We previously reported that octaarginine peptide modified liposomes (R8-liposomes) largely accumulated in the liver after intravenous administration and that this is dependent on the R8-density. We report herein on the development of a Multifunctional Envelope-type Nano Device modified with R8 and GALA, as a pH-sensitive fusogenic peptide (R8-GALA-MEND) for liver gene delivery. An R8-MEND encapsulating pDNA prepared using two different cores (negatively or positively charged pDNA/polyethylene imine condensed particles) failed to produce a high gene expression in the liver.

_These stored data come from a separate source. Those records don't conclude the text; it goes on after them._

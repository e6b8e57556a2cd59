use crate::models::expense::Expense;
use crate::models::settings::Settings;
use crate::models::view::{ListAction, ListRow, ListView, ToggleControl};

pub const SHOW_MORE_LABEL: &str = "Show More";
pub const SHOW_LESS_LABEL: &str = "Show Less";
pub const REMOVE_LABEL: &str = "Remove";

/// Builds the visible expense list: a short preview of the newest entries,
/// or everything once expanded.
pub struct ListService;

impl ListService {
    /// Render `newest_first` (as returned by `ExpenseStore::all`).
    ///
    /// Collapsed shows the first `settings.preview_len` rows; the toggle
    /// control only exists when there is more than that to show.
    #[must_use]
    pub fn render(newest_first: &[Expense], show_all: bool, settings: &Settings) -> ListView {
        let shown = if show_all {
            newest_first
        } else {
            &newest_first[..newest_first.len().min(settings.preview_len)]
        };

        let rows = shown
            .iter()
            .map(|e| Self::row(e, &settings.currency_symbol))
            .collect();

        let toggle = (newest_first.len() > settings.preview_len).then(|| ToggleControl {
            label: (if show_all { SHOW_LESS_LABEL } else { SHOW_MORE_LABEL }).to_string(),
            action: ListAction::ToggleExpanded,
        });

        ListView {
            rows,
            toggle,
            expanded: show_all,
        }
    }

    /// Currency-style amount, e.g. `$3.50`.
    #[must_use]
    pub fn format_amount(amount: f64, currency_symbol: &str) -> String {
        format!("{currency_symbol}{amount:.2}")
    }

    fn row(expense: &Expense, currency_symbol: &str) -> ListRow {
        ListRow {
            id: expense.id,
            date: expense.date.format("%Y-%m-%d").to_string(),
            item: expense.item.clone(),
            amount_label: Self::format_amount(expense.amount, currency_symbol),
            remove_label: REMOVE_LABEL.to_string(),
            remove: ListAction::Remove(expense.id),
        }
    }
}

Modification with GALA dramatically increased gene expression particularly in the liver only in the case of a negative core R8-MEND. Quantification of the number of gene copies delivered to liver cells and nuclei revealed that the amount of pDNA was significantly higher in the case of positive core R8-MENDs, regardless of the absence or presence of GALA. However, gene expression efficiencies per nucleus-delivered pDNA were much higher in the case of the negative core R8-MEND, especially the R8-GALA-MEND suggesting that the substantial improvement in gene expression can be explained by an improved gene expression efficiency per pDNA in the presence of GALA. A comparative study between the developed R8-GALA-MEND and a similar system containing DOTAP, a commonly used cationic lipid, instead of R8 showed that gene expression of the R8-GALA-MEND was 29 times higher than that of the DOTAP-GALA-MEND and is more selective for the liver. Collectively, these results suggest that the combination of a negatively charged core system and GALA modification of the R8-MEND is useful system for efficiently delivering genes to the liver.

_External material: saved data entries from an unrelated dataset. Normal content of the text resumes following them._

use std::cell::RefCell;
use std::rc::Rc;

use crate::errors::CoreError;
use crate::models::chart::BarChart;
use crate::models::view::{DashboardView, ListView};

/// A frontend component that redraws itself from tracker views.
///
/// Registered with `ExpenseTracker::subscribe`. After every successful
/// mutation each observer gets the full dashboard; toggling the list only
/// sends the new list. An error aborts the notification round and is
/// returned from the operation that triggered it.
pub trait ExpenseObserver {
    /// Collection changed: list, total and chart all need redrawing.
    fn expenses_changed(&mut self, view: &DashboardView) -> Result<(), CoreError>;

    /// The list was expanded or collapsed. Only the list changes.
    fn list_toggled(&mut self, list: &ListView) -> Result<(), CoreError> {
        let _ = list;
        Ok(())
    }
}

/// Shared observers: the host keeps one clone to read state back while the
/// tracker holds the other.
impl<T: ExpenseObserver + ?Sized> ExpenseObserver for Rc<RefCell<T>> {
    fn expenses_changed(&mut self, view: &DashboardView) -> Result<(), CoreError> {
        self.borrow_mut().expenses_changed(view)
    }

    fn list_toggled(&mut self, list: &ListView) -> Result<(), CoreError> {
        self.borrow_mut().list_toggled(list)
    }
}

/// Something that can draw a bar chart and later tear it down
/// (a canvas with a charting library, a terminal pane, ...).
pub trait ChartSurface {
    /// Token identifying one drawn chart.
    type Handle;

    fn draw(&mut self, chart: &BarChart) -> Result<Self::Handle, CoreError>;

    fn destroy(&mut self, handle: Self::Handle);
}
use chrono::NaiveDate;
use serde::{Deserialize, Serialize};

/// Identifier of an expense: milliseconds since the Unix epoch at creation,
/// bumped forward when needed so it stays strictly increasing.
pub type ExpenseId = i64;

/// A single spending entry.
///
/// Records are never edited in place. They are created by the tracker's add
/// operation and destroyed by remove. Field names are the persisted JSON keys.
#[derive(Debug, Clone, PartialEq, Serialize, Deserialize)]
pub struct Expense {
    /// Creation key, used for newest-first ordering and removal
    pub id: ExpenseId,

    /// Calendar date of the expense, stored as `YYYY-MM-DD`
    pub date: NaiveDate,

    /// What the money was spent on (never empty)
    pub item: String,

    /// Amount spent (always positive)
    pub amount: f64,
}

impl Expense {
    pub fn new(id: ExpenseId, date: NaiveDate, item: impl Into<String>, amount: f64) -> Self {
        Self {
            id,
            date,
            item: item.into(),
            amount,
        }
    }
}

/// Result of an add attempt.
///
/// Invalid input is a normal outcome, not an error: the collection is left
/// untouched and nothing is persisted or re-rendered.
#[derive(Debug, Clone, PartialEq)]
pub enum AddOutcome {
    /// The expense was stored under this id
    Added(ExpenseId),
    /// The input was ignored
    Rejected(RejectReason),
}

impl AddOutcome {
    #[must_use]
    pub fn is_added(&self) -> bool {
        matches!(self, AddOutcome::Added(_))
    }

    /// The new id, if the expense was accepted.
    #[must_use]
    pub fn id(&self) -> Option<ExpenseId> {
        match self {
            AddOutcome::Added(id) => Some(*id),
            AddOutcome::Rejected(_) => None,
        }
    }
}

/// Why an add attempt was ignored.
#[derive(Debug, Clone, Copy, PartialEq, Eq)]
pub enum RejectReason {
    /// Item label was empty or only whitespace
    EmptyItem,
    /// Amount text could not be read as a number
    AmountNotNumeric,
    /// Amount was zero, negative, NaN or infinite
    AmountNotPositive,
}

impl std::fmt::Display for RejectReason {
    fn fmt(&self, f: &mut std::fmt::Formatter<'_>) -> std::fmt::Result {
        match self {
            RejectReason::EmptyItem => write!(f, "item must not be empty"),
            RejectReason::AmountNotNumeric => write!(f, "amount is not a number"),
            RejectReason::AmountNotPositive => write!(f, "amount must be greater than zero"),
        }
    }
}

Cell penetrating peptide-mediated systemic siRNA delivery to the liver

The cell-penetrating peptide (CPP) is one of the most attractive tools for efficiently delivering biomolecules to a target organelle. Here, we describe the use of octaarginine (R8)-modified lipid nanoparticles for the efficient and targeted in vivo delivery of siRNA to the liver. In this study, SR-BI (a scavenger receptor class B, member 1) was targeted by this nanoparticle. Our results demonstrate that R8-modified lipid nanoparticles can be used for the efficient and targeted delivery of liver siRNA to induce the specific knock-down of an endogenous gene with minimum liver toxicity and immune response, and that this CPP based technology holds considerable promise for further in vivo biological applications of siRNA.

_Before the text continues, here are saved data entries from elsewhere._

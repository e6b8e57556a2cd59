pub mod chart;
pub mod expense;
pub mod export;
pub mod settings;
pub mod view;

Novel lipidated sorbitol-based molecular transporters for non-viral gene delivery

In this study, we investigated the possible use of novel lipidated sorbitol-based transporters as functional devices for the improvement of non-viral gene delivery. These transporters are composed of a sorbitol scaffold bearing 8 guanidine moieties that mimic the arginine residues of well-known cell-penetrating peptides. In addition, the transporters carry different lipid groups to aid DNA condensation and facilitate lipid vesicle-binding. We found that the transporters described in this study have the potential to function as plasmid DNA/siRNA-condensers and surface ligands for the enhancement of cellular uptake of lipid vesicles. Shorter lipid chains were found to be better for condensation, whereas longer chains were superior surface ligands. The differential activity of different cores might be explained by facilitated decondensation of cores prepared with transporters comprised of shorter lipid chains. However, we suggest that there is an optimum value of decondensation to achieve higher transfection activities. The proper use of the transporters presented in this study enabled us to prepare a highly efficient non-viral gene delivery system based on a core-shell structure, in which a condensed DNA core is encapsulated by a lipid envelope. A multifunctional envelope-type nano-device prepared with an optimal surface ligand favorably competes with commonly used transfection systems.